Spending time outdoors is an important component of the lifestyle valued so highly by many of the residents of Nevada. The image of squirrels hopping by a cabin or a chipmunk begging for food in a picnic area is common, and relaxing. Although these forest denizens belong in the natural landscape, they also serve to maintain diseases that are transmitted to humans and domestic animals that share these habitats.
Recent closures of state parks due to bubonic plague outbreaks serve as good examples of potential risks posed to human health and the loss to rural economies due to decreased tourism. Increased numbers of rodents often lead to higher rates of infection with zoonotic diseases such as hantavirus and plague. Chipmunks are commonly found in close association with humans in campgrounds and around rural cabins.
Research conducted by University of Nevada, Reno indicates that in the Sierra Nevada ecosystem, chipmunks are commonly infected by relapsing fever spirochetes and that chipmunks serve as an important link in disease transmission to humans.
The disease, relapsing fever, has affected citizens of Nevada and California alike and is transmitted to individuals through the bite of an infected tick. Wild rodents, especially chipmunks serve both to maintain tick populations and as reservoirs for the bacteria, Borrelia hermsii, which causes relapsing fever in humans.
Human induced changes to the natural environment, such as woodpiles, trash cans and homes uninhabited during the winter may serve to benefit wild rodents resulting in higher rodent survival and reproduction. Further research conducted by University of Nevada, Reno indicates that chipmunks serve as a reservoir for relapsing fever and appear to be in higher densities around rural/summer cabins than in areas without human habitation. The high rodent densities help to amplify the potential for disease transmission to humans.

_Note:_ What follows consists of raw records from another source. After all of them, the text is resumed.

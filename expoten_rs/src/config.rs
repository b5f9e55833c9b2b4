//! Brand configuration for the landing page.
//!
//! Loads the `brand.toml` embedded at compile time. Every section is optional;
//! missing keys fall back to the built-in EXPOTEN defaults.

use serde::Deserialize;

use crate::error::Result;

const EMBEDDED_BRAND_TOML: &str = include_str!("../brand.toml");

/// Root configuration structure
#[derive(Debug, Default, Clone, PartialEq, Deserialize)]
#[serde(default)]
pub struct BrandConfig {
    pub brand: BrandInfo,
    pub gallery: GalleryConfig,
    pub export: ExportConfig,
    pub overlay: OverlayConfig,
    pub logging: LoggingConfig,
}

/// Texts and contact lines shown on the page
#[derive(Debug, Clone, PartialEq, Deserialize)]
#[serde(default)]
pub struct BrandInfo {
    pub name: String,
    pub tagline: String,
    pub site_url: String,
    pub site_label: String,
    pub phone_href: String,
    pub phone_label: String,
    pub inn_line: String,
    pub company_line: String,
    pub copyright: String,
    /// Document `<title>`
    pub document_title: String,
    /// Document meta description
    pub document_description: String,
}

impl Default for BrandInfo {
    fn default() -> Self {
        Self {
            name: "EXPOTEN".into(),
            tagline: "Производим освещение и МАФ".into(),
            site_url: "https://www.expoten.ru".into(),
            site_label: "WWW.EXPOTEN.RU".into(),
            phone_href: "tel:+79274236666".into(),
            phone_label: "+7 927 423-66-66 Радик".into(),
            inn_line: "89181010098 Марат".into(),
            company_line: "ООО \"МЭНСО\" 2012–2025".into(),
            copyright: "© ООО \"МЭНСО\" 2012–2025 • Демо-страница. Фирменный знак EXPOTEN используется по макету, без изменений композиции.".into(),
            document_title: "EXPOTEN — лендинг".into(),
            document_description: "Демо-страница EXPOTEN: галерея, логотип-оверлей, экспорт JPG/PDF".into(),
        }
    }
}

#[derive(Debug, Clone, PartialEq, Deserialize)]
#[serde(default)]
pub struct GalleryConfig {
    /// Photos shown before anything is uploaded
    pub default_images: Vec<String>,
}

impl Default for GalleryConfig {
    fn default() -> Self {
        let ids = [
            "1511919884226-fd3cad34687c",
            "1513694203232-719a280e022f",
            "1505691938895-1758d7feb511",
            "1484154218962-a197022b5858",
            "1524758870432-af57e54afa26",
            "1545153996-ec3056d0507c",
        ];
        Self {
            default_images: ids
                .iter()
                .map(|id| {
                    format!(
                        "https://images.unsplash.com/photo-{id}?q=80&w=1200&auto=format&fit=crop"
                    )
                })
                .collect(),
        }
    }
}

/// Card export settings. Page geometry is in millimetres.
#[derive(Debug, Clone, PartialEq, Deserialize)]
#[serde(default)]
pub struct ExportConfig {
    /// Upscaling factor applied when rasterizing the hero card
    pub scale: f64,
    pub jpg_filename: String,
    pub jpg_quality: f64,
    pub pdf_filename: String,
    pub pdf_quality: f64,
    pub page_width_mm: f64,
    pub page_height_mm: f64,
    pub margin_mm: f64,
    /// Rounded corners of the exported card, CSS px (matches the page stylesheet)
    pub card_radius_px: f64,
}

impl Default for ExportConfig {
    fn default() -> Self {
        Self {
            scale: 2.0,
            jpg_filename: "EXPOTEN-card.jpg".into(),
            jpg_quality: 0.92,
            pdf_filename: "EXPOTEN-card.pdf".into(),
            pdf_quality: 0.95,
            page_width_mm: 210.0,
            page_height_mm: 297.0,
            margin_mm: 10.0,
            card_radius_px: 16.0,
        }
    }
}

#[derive(Debug, Clone, PartialEq, Deserialize)]
#[serde(default)]
pub struct OverlayConfig {
    /// Initial logo opacity, percent
    pub default_opacity: u8,
    /// Distance between the logo and the card edge, CSS px
    pub inset_px: f64,
    /// Largest share of the card width the logo may take
    pub max_width_fraction: f64,
}

impl Default for OverlayConfig {
    fn default() -> Self {
        Self {
            default_opacity: 80,
            inset_px: 12.0,
            max_width_fraction: 0.28,
        }
    }
}

#[derive(Debug, Clone, PartialEq, Deserialize)]
#[serde(default)]
pub struct LoggingConfig {
    /// `trace`, `debug`, `info`, `warn` or `error`
    pub level: String,
}

impl Default for LoggingConfig {
    fn default() -> Self {
        Self {
            level: "info".into(),
        }
    }
}

impl BrandConfig {
    /// Parse configuration from TOML text.
    pub fn from_toml_str(content: &str) -> Result<Self> {
        Ok(toml::from_str(content)?)
    }

    /// Parse the configuration compiled into the binary.
    pub fn try_embedded() -> Result<Self> {
        Self::from_toml_str(EMBEDDED_BRAND_TOML)
    }

    /// Load the configuration compiled into the binary.
    /// Returns default config if the embedded file is invalid.
    pub fn embedded() -> Self {
        match Self::try_embedded() {
            Ok(config) => config,
            Err(e) => {
                tracing::warn!("Failed to parse embedded brand.toml: {e}");
                Self::default()
            }
        }
    }
}

#[cfg(test)]
mod tests {
    use super::*;
    use pretty_assertions::assert_eq;

    #[test]
    fn embedded_config_parses() {
        let config = BrandConfig::from_toml_str(EMBEDDED_BRAND_TOML).expect("embedded toml");
        assert_eq!(config.brand.name, "EXPOTEN");
        assert_eq!(config.gallery.default_images.len(), 6);
        assert_eq!(config.export.jpg_filename, "EXPOTEN-card.jpg");
        assert_eq!(config.export.pdf_filename, "EXPOTEN-card.pdf");
    }

    #[test]
    fn embedded_matches_builtin_defaults() {
        assert_eq!(BrandConfig::embedded(), BrandConfig::default());
        assert_eq!(
            BrandConfig::try_embedded().expect("embedded toml").export.card_radius_px,
            16.0
        );
    }

    #[test]
    fn partial_config_keeps_defaults() {
        let config = BrandConfig::from_toml_str(
            r#"
[export]
scale = 3.0

[logging]
level = "debug"
"#,
        )
        .expect("partial toml");
        assert_eq!(config.export.scale, 3.0);
        assert_eq!(config.export.margin_mm, 10.0);
        assert_eq!(config.logging.level, "debug");
        assert_eq!(config.brand, BrandInfo::default());
        assert_eq!(config.overlay.default_opacity, 80);
    }

    #[test]
    fn invalid_config_is_an_error() {
        let err = BrandConfig::from_toml_str("[export]\nscale = \"big\"").unwrap_err();
        assert!(err.to_string().contains("invalid brand configuration"));
    }
}
//! Browser glue: file reading, canvas rasterization and downloads.

pub mod download;
pub mod files;
pub mod raster;

use expoten::{BrandConfig, DataUrl, ExportFormat, ExpotenError, ProductPageState, Result};
use wasm_bindgen::{JsCast, JsValue};
use web_sys::{Document, HtmlElement};

/// Render the hero card and download it in `format`.
///
/// `state` is a snapshot taken when the button was clicked.
pub async fn export_card(
    format: ExportFormat,
    hero: HtmlElement,
    state: ProductPageState,
    config: &'static BrandConfig,
) -> Result<()> {
    let export = &config.export;
    let canvas = raster::rasterize_card(
        &hero,
        &state,
        &config.overlay,
        export.scale,
        export.card_radius_px,
        format.background(),
    )
    .await?;

    let jpeg_url = canvas
        .to_data_url_with_type_and_encoder_options(
            "image/jpeg",
            &JsValue::from_f64(format.jpeg_quality(export)),
        )
        .map_err(browser_error)?;

    let filename = format.filename(export);
    match format {
        ExportFormat::Jpg => download::download_url(&jpeg_url, filename)?,
        ExportFormat::Pdf => {
            let jpeg = DataUrl::parse(&jpeg_url)?;
            let pdf = expoten::write_pdf(
                &jpeg.bytes,
                canvas.width(),
                canvas.height(),
                &config.brand.name,
                export,
            )?;
            download::download_bytes(&pdf, format.mime(), filename)?;
        }
    }

    tracing::info!(
        file = filename,
        width = canvas.width(),
        height = canvas.height(),
        "card exported"
    );
    Ok(())
}

pub fn document() -> Result<Document> {
    web_sys::window()
        .and_then(|w| w.document())
        .ok_or_else(|| ExpotenError::Browser("no document".into()))
}

pub fn browser_error(value: JsValue) -> ExpotenError {
    ExpotenError::Browser(describe_js(&value))
}

pub fn describe_js(value: &JsValue) -> String {
    if let Some(err) = value.dyn_ref::<js_sys::Error>() {
        return String::from(err.message());
    }
    value.as_string().unwrap_or_else(|| format!("{value:?}"))
}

In order to understand how rodent survival, reproduction and recruitment can affect the prevalence of disease around human habitations, this project will use chipmunks as model organisms to understand the transmission dynamics that occur to maintain relapsing fever in nature. Through the use of genetic techniques, investigator will test whether human habitation influences rodent dispersal by testing paired sites in Nevada and California that are endemic for relapsing fever. Chipmunk DNA from study sites where humans live for part of the year will be compared to chipmunk DNA collected from endemic sites in which humans recreate but do not live. We plan to test whether chipmunk dispersal is altered by human habitation and whether this influences the ecological maintenance of relapsing fever.